By: Hassan M. Abukar
Since 1991, when the Somali state crumpled and the country became engulfed in civil war, many pundits have pontificated about what led to the crisis. Questions abound regarding why the government collapsed and anarchy ensued. Thousands of Somalis were killed; others fled their country and became refugees all over the world. Every day, hundreds of Somalis leave home and venture into the high seas looking for better opportunities. In Kenya alone, close to a half-million Somalis are refugees in Dadaab Camp.
Shaikh Mohamed Idris is a renowned Somali-American cleric who has published a dozen books and, given thousands of lectures that are available on cassettes, CD, DVDs and widely viewed on Somali TVs. He is a globetrotter, always on the move. “I have visited all the Somali communities in the diaspora except the ones in New Zealand and Australia,” he said, smiling. He helps emerging Somali communities in Africa, the Middle East, Europe, and North America to build their own mosques and Islamic schools. He is hotly pursued by various Somali communities as a guest speaker.

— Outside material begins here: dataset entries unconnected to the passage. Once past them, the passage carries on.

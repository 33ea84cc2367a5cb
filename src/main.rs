use hooklet::{Config, Method, Request, Response, ResponseBuilder, Server};
use serde_json::{Value, json};

/// Webhook endpoint: accepts POSTed JSON payloads, answers health checks.
fn handle_webhook(req: Request) -> Response {
    match (&req.method, req.path.as_str()) {
        (Method::GET, "/health") => Response::text("ok"),
        (Method::POST, _) => handle_payload(&req),
        _ => ResponseBuilder::new(400)
            .header("Content-Type", "text/plain")
            .body("Invalid request method.")
            .build(),
    }
}

fn handle_payload(req: &Request) -> Response {
    let reply = |status: u16, body: String| {
        ResponseBuilder::new(status)
            .header("Content-Type", "application/json")
            .body(body)
            .build()
    };

    let payload: Value = match serde_json::from_slice(&req.body) {
        Ok(payload) => payload,
        Err(e) => {
            tracing::warn!(path = %req.path, error = %e, "rejecting malformed payload");
            return reply(400, json!({ "error": e.to_string() }).to_string());
        }
    };

    match payload.get("command") {
        Some(command) => {
            tracing::info!(path = %req.path, %command, "webhook command received");
            reply(
                200,
                r#"{"status": "success", "message": "Command executed successfully"}"#.to_string(),
            )
        }
        None => {
            tracing::info!(path = %req.path, bytes = req.body.len(), "webhook received");
            reply(200, r#"{"received": "POST request received"}"#.to_string())
        }
    }
}

#[tokio::main(flavor = "current_thread")]
async fn main() -> anyhow::Result<()> {
    tracing_subscriber::fmt()
        .with_target(false)
        .with_level(true)
        .init();

    let cfg = Config::load()?;
    let mut server = Server::with_config(&cfg, handle_webhook)?;
    let stop = server.stop_handle();

    // The reactor blocks its thread for good; keep it off the runtime.
    let mut reactor = tokio::task::spawn_blocking(move || server.start());

    tokio::select! {
        res = &mut reactor => {
            res??;
        }

        _ = tokio::signal::ctrl_c() => {
            tracing::info!("Shutdown signal received");
            stop.stop();
            reactor.await??;
        }
    }

    Ok(())
}

#[cfg(test)]
mod tests {
    use super::*;
    use hooklet::http::request::RequestBuilder;

    fn post(body: &str) -> Response {
        handle_webhook(RequestBuilder::new(Method::POST, "/webhook").body(body).build())
    }

    fn body_json(response: &Response) -> Value {
        serde_json::from_slice(&response.body).unwrap()
    }

    #[test]
    fn health_check() {
        let response = handle_webhook(RequestBuilder::new(Method::GET, "/health").build());

        assert_eq!(response.status, 200);
        assert_eq!(response.body, b"ok".to_vec());
    }

    #[test]
    fn invalid_json_is_rejected() {
        let response = post("not json{");

        assert_eq!(response.status, 400);
        assert_eq!(response.headers.get("Content-Type").unwrap(), "application/json");
        assert!(body_json(&response)["error"].is_string());
    }

    #[test]
    fn empty_body_is_rejected() {
        assert_eq!(post("").status, 400);
    }

    #[test]
    fn payload_without_command_is_acknowledged() {
        let response = post(r#"{"data": {"servers": 3}}"#);

        assert_eq!(response.status, 200);
        assert_eq!(response.body, br#"{"received": "POST request received"}"#.to_vec());
    }

    #[test]
    fn payload_with_command_is_executed() {
        let response = post(r#"{"command": "update_status", "status": "idle"}"#);

        assert_eq!(response.status, 200);
        assert_eq!(
            body_json(&response),
            json!({ "status": "success", "message": "Command executed successfully" })
        );
    }

    #[test]
    fn non_object_payload_has_no_command() {
        let response = post("[1, 2, 3]");

        assert_eq!(response.status, 200);
        assert_eq!(body_json(&response)["received"], "POST request received");
    }

    #[test]
    fn other_methods_are_rejected() {
        let response = handle_webhook(RequestBuilder::new(Method::PUT, "/webhook").build());

        assert_eq!(response.status, 400);
        assert_eq!(response.headers.get("Content-Type").unwrap(), "text/plain");
        assert_eq!(response.body, b"Invalid request method.".to_vec());
    }
}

Shaikh Idris is articulate, soft-spoken, and widely read. He is at ease talking about Qur’anic exegesis and modern theories of organizational leadership. He speaks Arabic and English fluently and peppers his language with Somali anecdotes. His wry sense of humor is palpable. When he gives lectures, he has a way of connecting with his audience. One recurring topic in his frequent lectures is the current situation in Somalia.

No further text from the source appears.